___ SUPPLIED INFORMATION ___

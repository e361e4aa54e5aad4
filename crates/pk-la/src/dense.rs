//! Rust-owned vector storage.

use crate::error::{LaError, LaResult};
use crate::spec::VectorSpec;
use crate::storage::{VectorStorage, peer};
use nalgebra::DVector;
use pk_core::Real;
use std::any::Any;
use std::ptr::NonNull;

/// Local entries in a `nalgebra` vector; global reductions go through the
/// vector's process group.
#[derive(Clone, Debug)]
pub struct DenseStorage {
    spec: VectorSpec,
    data: DVector<Real>,
}

impl DenseStorage {
    pub const KIND: &'static str = "dense";

    pub fn new(spec: VectorSpec) -> Self {
        let data = DVector::zeros(spec.local_size());
        Self { spec, data }
    }

    pub fn from_values(spec: VectorSpec, values: Vec<Real>) -> LaResult<Self> {
        if values.len() != spec.local_size() {
            return Err(LaError::SpecMismatch {
                what: format!(
                    "{} local values for a local size of {}",
                    values.len(),
                    spec.local_size()
                ),
            });
        }
        Ok(Self {
            spec,
            data: DVector::from_vec(values),
        })
    }

    /// Local entries.
    pub fn local(&self) -> &DVector<Real> {
        &self.data
    }
}

impl VectorStorage for DenseStorage {
    fn spec(&self) -> &VectorSpec {
        &self.spec
    }

    fn kind(&self) -> &'static str {
        Self::KIND
    }

    fn as_any(&self) -> &dyn Any {
        self
    }

    fn duplicate(&self) -> LaResult<Box<dyn VectorStorage>> {
        Ok(Box::new(Self::new(self.spec.clone())))
    }

    fn assign(&mut self, rhs: &dyn VectorStorage) -> LaResult<()> {
        let rhs = peer(self, rhs)?;
        self.data.copy_from(&rhs.data);
        Ok(())
    }

    fn add_scaled(&mut self, factor: Real, rhs: &dyn VectorStorage) -> LaResult<()> {
        let rhs = peer(self, rhs)?;
        self.data.axpy(factor, &rhs.data, 1.0);
        Ok(())
    }

    fn scale(&mut self, factor: Real) -> LaResult<()> {
        self.data.scale_mut(factor);
        Ok(())
    }

    fn fill(&mut self, value: Real) -> LaResult<()> {
        self.data.fill(value);
        Ok(())
    }

    fn dot(&self, rhs: &dyn VectorStorage) -> LaResult<Real> {
        let rhs = peer(self, rhs)?;
        Ok(self
            .spec
            .comm()
            .all_reduce_sum_scalar(self.data.dot(&rhs.data)))
    }

    fn l2_norm(&self) -> LaResult<Real> {
        Ok(self.spec.comm().all_reduce_l2_norm(self.data.as_slice()))
    }

    unsafe fn acquire_data_ptr(&mut self) -> LaResult<NonNull<Real>> {
        Ok(NonNull::from(self.data.as_mut_slice()).cast())
    }

    unsafe fn release_data_ptr(&mut self, _data: NonNull<Real>) -> LaResult<()> {
        Ok(())
    }

    unsafe fn acquire_read_ptr(&self) -> LaResult<NonNull<Real>> {
        Ok(NonNull::from(self.data.as_slice()).cast())
    }

    unsafe fn release_read_ptr(&self, _data: NonNull<Real>) -> LaResult<()> {
        Ok(())
    }
}
//! YAML configuration for the Fisher-KPP demo.

use crate::error::{CliError, CliResult};
use pk_la::{Backend, CgConfig};
use serde::{Deserialize, Serialize};
use std::path::Path;

/// Parameters of `u_t = D u_xx + r u (1 - u)` on `[0, length]`.
///
/// Every field has a default, so a file only needs the values it changes.
#[derive(Clone, Debug, PartialEq, Serialize, Deserialize)]
#[serde(default)]
pub struct FisherConfig {
    /// Number of grid points
    pub n: usize,
    /// Domain length
    pub length: f64,
    /// Diffusion coefficient D
    pub diffusion: f64,
    /// Reaction rate r
    pub reaction: f64,
    pub t0: f64,
    pub t_end: f64,
    pub dt: f64,
    pub backend: Backend,
    /// Size of the thread process group
    pub ranks: usize,
    pub cg: CgConfig,
}

impl Default for FisherConfig {
    fn default() -> Self {
        Self {
            n: 64,
            length: 1.0,
            diffusion: 1.0,
            reaction: 1.0,
            t0: 0.0,
            t_end: 1.0,
            dt: 0.01,
            backend: Backend::Dense,
            ranks: 1,
            cg: CgConfig::default(),
        }
    }
}

impl FisherConfig {
    pub fn load(path: &Path) -> CliResult<Self> {
        let content = std::fs::read_to_string(path).map_err(|source| CliError::Read {
            path: path.to_path_buf(),
            source,
        })?;
        Self::from_yaml(&content)
    }

    pub fn from_yaml(content: &str) -> CliResult<Self> {
        let config: FisherConfig = serde_yaml::from_str(content)?;
        Ok(config)
    }

    pub fn validate(&self) -> CliResult<()> {
        if self.n < 2 {
            return Err(CliError::Config {
                what: "n must be at least 2",
            });
        }
        if self.ranks == 0 || self.ranks > self.n {
            return Err(CliError::Config {
                what: "ranks must be between 1 and n",
            });
        }
        pk_core::ensure_positive(self.length, "length")?;
        pk_core::ensure_positive(self.diffusion, "diffusion")?;
        pk_core::ensure_finite(self.reaction, "reaction")?;
        pk_core::ensure_positive(self.dt, "dt")?;
        pk_core::ensure_finite(self.t0, "t0")?;
        pk_core::ensure_finite(self.t_end, "t_end")?;
        if self.t_end < self.t0 {
            return Err(CliError::Config {
                what: "t_end must not precede t0",
            });
        }
        self.cg.validate()?;
        Ok(())
    }

    /// Grid spacing; the ghost points sit at `-h` and `n h`.
    pub fn h(&self) -> f64 {
        self.length / (self.n - 1) as f64
    }
}
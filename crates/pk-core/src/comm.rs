//! Process groups.
//!
//! A [`Comm`] is the fixed set of cooperating ranks a distributed vector is
//! partitioned over. Every collective (`barrier`, `sum_exscan`,
//! `all_reduce_sum`) must be called by all ranks of the group in the same
//! order, otherwise the group deadlocks.
//!
//! Two implementations ship with the crate:
//! - [`Comm::world`]: a single-process group (rank 0 of 1)
//! - [`Comm::spawn_group`]: an in-process group with one OS thread per rank

use crate::error::{PkError, PkResult};
use crate::numeric::{Real, scaled_norm};
use std::fmt;
use std::sync::atomic::{AtomicU64, Ordering};
use std::sync::{Arc, Condvar, Mutex, MutexGuard, OnceLock};

/// Collective operations a process group must provide.
pub trait Communicator: Send + Sync + fmt::Debug {
    /// Rank of the calling process, in `0..size()`.
    fn rank(&self) -> usize;

    /// Number of ranks in the group.
    fn size(&self) -> usize;

    /// Block until every rank has entered the barrier.
    fn barrier(&self);

    /// Element-wise exclusive prefix sum over ranks. Rank 0 receives zeros.
    fn sum_exscan(&self, buf: &[i64]) -> Vec<i64>;

    /// Element-wise sum over all ranks; every rank receives the same result.
    fn all_reduce_sum(&self, buf: &[Real]) -> Vec<Real>;
}

static NEXT_GROUP: AtomicU64 = AtomicU64::new(1);

/// Shared handle to one rank's view of a process group.
#[derive(Clone)]
pub struct Comm {
    inner: Arc<dyn Communicator>,
    group: u64,
}

impl Comm {
    /// Wrap a communicator implementation as a new, distinct group.
    pub fn from_communicator(inner: Arc<dyn Communicator>) -> Self {
        Self {
            inner,
            group: NEXT_GROUP.fetch_add(1, Ordering::Relaxed),
        }
    }

    /// The single-process group. All calls return the same group.
    pub fn world() -> Self {
        static WORLD: OnceLock<Comm> = OnceLock::new();
        WORLD
            .get_or_init(|| Comm::from_communicator(Arc::new(SelfComm)))
            .clone()
    }

    /// Run `f` once per rank of a fresh `size`-rank group, each rank on its
    /// own thread, and return the per-rank results in rank order.
    ///
    /// A panic on any rank aborts the group: ranks blocked in a collective,
    /// or entering one later, unwind instead of waiting for the dead rank.
    /// Once every rank has stopped, the lowest rank's own panic is
    /// re-raised on the calling thread.
    pub fn spawn_group<F, R>(size: usize, f: F) -> PkResult<Vec<R>>
    where
        F: Fn(Comm) -> R + Sync,
        R: Send,
    {
        if size == 0 {
            return Err(PkError::InvalidArg {
                what: "process group size must be positive",
            });
        }

        let shared = Arc::new(GroupShared::new(size));
        let group = NEXT_GROUP.fetch_add(1, Ordering::Relaxed);
        tracing::debug!(size, group, "spawning thread process group");

        let f = &f;
        std::thread::scope(|scope| {
            let handles: Vec<_> = (0..size)
                .map(|rank| {
                    let comm = Comm {
                        inner: Arc::new(ThreadRank {
                            rank,
                            shared: Arc::clone(&shared),
                        }),
                        group,
                    };
                    let guard = AbortOnPanic(Arc::clone(&shared));
                    scope.spawn(move || {
                        let _guard = guard;
                        f(comm)
                    })
                })
                .collect();

            let mut results = Vec::with_capacity(size);
            let mut aborted = None;
            for handle in handles {
                match handle.join() {
                    Ok(r) => results.push(r),
                    Err(payload) if payload.is::<GroupAborted>() => {
                        aborted.get_or_insert(payload);
                    }
                    Err(payload) => std::panic::resume_unwind(payload),
                }
            }
            if let Some(payload) = aborted {
                std::panic::resume_unwind(payload);
            }
            Ok(results)
        })
    }

    pub fn rank(&self) -> usize {
        self.inner.rank()
    }

    pub fn size(&self) -> usize {
        self.inner.size()
    }

    pub fn barrier(&self) {
        self.inner.barrier()
    }

    pub fn sum_exscan(&self, buf: &[i64]) -> Vec<i64> {
        self.inner.sum_exscan(buf)
    }

    pub fn all_reduce_sum(&self, buf: &[Real]) -> Vec<Real> {
        self.inner.all_reduce_sum(buf)
    }

    /// Convenience for reducing a single scalar.
    pub fn all_reduce_sum_scalar(&self, value: Real) -> Real {
        self.inner.all_reduce_sum(&[value])[0]
    }

    /// Global Euclidean norm of the ranks' `local` entries.
    ///
    /// Each rank's partial norm is divided by the sum of the per-rank
    /// scales, which bounds the largest entry from above, before squaring
    /// across ranks.
    pub fn all_reduce_l2_norm(&self, local: &[Real]) -> Real {
        let (scale, norm) = scaled_norm(local);
        let bound = self.all_reduce_sum_scalar(scale);
        if bound == 0.0 {
            return 0.0;
        }
        let ratio = norm / bound;
        bound * self.all_reduce_sum_scalar(ratio * ratio).sqrt()
    }

    /// True when both handles refer to the same process group.
    pub fn same_group(&self, other: &Comm) -> bool {
        self.group == other.group
    }
}

impl fmt::Debug for Comm {
    fn fmt(&self, f: &mut fmt::Formatter<'_>) -> fmt::Result {
        f.debug_struct("Comm")
            .field("group", &self.group)
            .field("rank", &self.rank())
            .field("size", &self.size())
            .finish()
    }
}

impl PartialEq for Comm {
    fn eq(&self, other: &Self) -> bool {
        self.same_group(other)
    }
}

/// Group consisting only of the calling process.
#[derive(Debug)]
struct SelfComm;

impl Communicator for SelfComm {
    fn rank(&self) -> usize {
        0
    }

    fn size(&self) -> usize {
        1
    }

    fn barrier(&self) {}

    fn sum_exscan(&self, buf: &[i64]) -> Vec<i64> {
        vec![0; buf.len()]
    }

    fn all_reduce_sum(&self, buf: &[Real]) -> Vec<Real> {
        buf.to_vec()
    }
}

/// Unwind payload of a rank that left a collective because another rank of
/// its group panicked.
#[derive(Debug)]
struct GroupAborted;

fn unwind_aborted() -> ! {
    std::panic::resume_unwind(Box::new(GroupAborted))
}

#[derive(Debug, Default)]
struct BarrierState {
    arrived: usize,
    generation: u64,
    aborted: bool,
}

/// Reusable barrier that can be aborted, releasing every waiter.
#[derive(Debug)]
struct GroupBarrier {
    size: usize,
    state: Mutex<BarrierState>,
    released: Condvar,
}

impl GroupBarrier {
    fn new(size: usize) -> Self {
        Self {
            size,
            state: Mutex::new(BarrierState::default()),
            released: Condvar::new(),
        }
    }

    fn wait(&self) {
        let mut state = lock(&self.state);
        if state.aborted {
            drop(state);
            unwind_aborted();
        }
        let generation = state.generation;
        state.arrived += 1;
        if state.arrived == self.size {
            state.arrived = 0;
            state.generation += 1;
            self.released.notify_all();
            return;
        }
        while state.generation == generation && !state.aborted {
            state = self
                .released
                .wait(state)
                .unwrap_or_else(|poisoned| poisoned.into_inner());
        }
        if state.generation == generation {
            drop(state);
            unwind_aborted();
        }
    }

    fn abort(&self) {
        lock(&self.state).aborted = true;
        self.released.notify_all();
    }
}

/// State shared by all ranks of a thread group. Each collective deposits the
/// caller's contribution in its rank slot, meets at the barrier, combines the
/// slots in rank order and meets again before the slots may be reused.
#[derive(Debug)]
struct GroupShared {
    size: usize,
    barrier: GroupBarrier,
    reals: Mutex<Vec<Vec<Real>>>,
    ints: Mutex<Vec<Vec<i64>>>,
}

impl GroupShared {
    fn new(size: usize) -> Self {
        Self {
            size,
            barrier: GroupBarrier::new(size),
            reals: Mutex::new(vec![Vec::new(); size]),
            ints: Mutex::new(vec![Vec::new(); size]),
        }
    }
}

/// Aborts the group when its rank unwinds.
struct AbortOnPanic(Arc<GroupShared>);

impl Drop for AbortOnPanic {
    fn drop(&mut self) {
        if std::thread::panicking() {
            tracing::error!("rank panicked, aborting its process group");
            self.0.barrier.abort();
        }
    }
}

// A panicking rank poisons the slots; the data is still consistent because
// each slot is written whole.
fn lock<T>(m: &Mutex<T>) -> MutexGuard<'_, T> {
    m.lock().unwrap_or_else(|poisoned| poisoned.into_inner())
}

#[derive(Debug)]
struct ThreadRank {
    rank: usize,
    shared: Arc<GroupShared>,
}

impl Communicator for ThreadRank {
    fn rank(&self) -> usize {
        self.rank
    }

    fn size(&self) -> usize {
        self.shared.size
    }

    fn barrier(&self) {
        self.shared.barrier.wait();
    }

    fn sum_exscan(&self, buf: &[i64]) -> Vec<i64> {
        lock(&self.shared.ints)[self.rank] = buf.to_vec();
        self.shared.barrier.wait();

        let mut acc = vec![0_i64; buf.len()];
        {
            let slots = lock(&self.shared.ints);
            for slot in &slots[..self.rank] {
                for (a, v) in acc.iter_mut().zip(slot) {
                    *a += v;
                }
            }
        }

        self.shared.barrier.wait();
        acc
    }

    fn all_reduce_sum(&self, buf: &[Real]) -> Vec<Real> {
        lock(&self.shared.reals)[self.rank] = buf.to_vec();
        self.shared.barrier.wait();

        let mut acc = vec![0.0; buf.len()];
        {
            let slots = lock(&self.shared.reals);
            for slot in slots.iter() {
                for (a, v) in acc.iter_mut().zip(slot) {
                    *a += v;
                }
            }
        }

        self.shared.barrier.wait();
        acc
    }
}
//! pk-core: shared foundation for pdekit.
//!
//! Contains:
//! - comm (process group: single process and in-process thread groups)
//! - numeric (Real + tolerances + float helpers)
//! - error (shared error types)

pub mod comm;
pub mod error;
pub mod numeric;

pub use comm::{Comm, Communicator};
pub use error::{PkError, PkResult};
pub use numeric::*;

___

_WHAT THE EXERCISE ASKS:_ For the word "MutexGuard", say how many lines of the listing contain it; give the number alone.

_PROBLEM SOLUTION:_ 2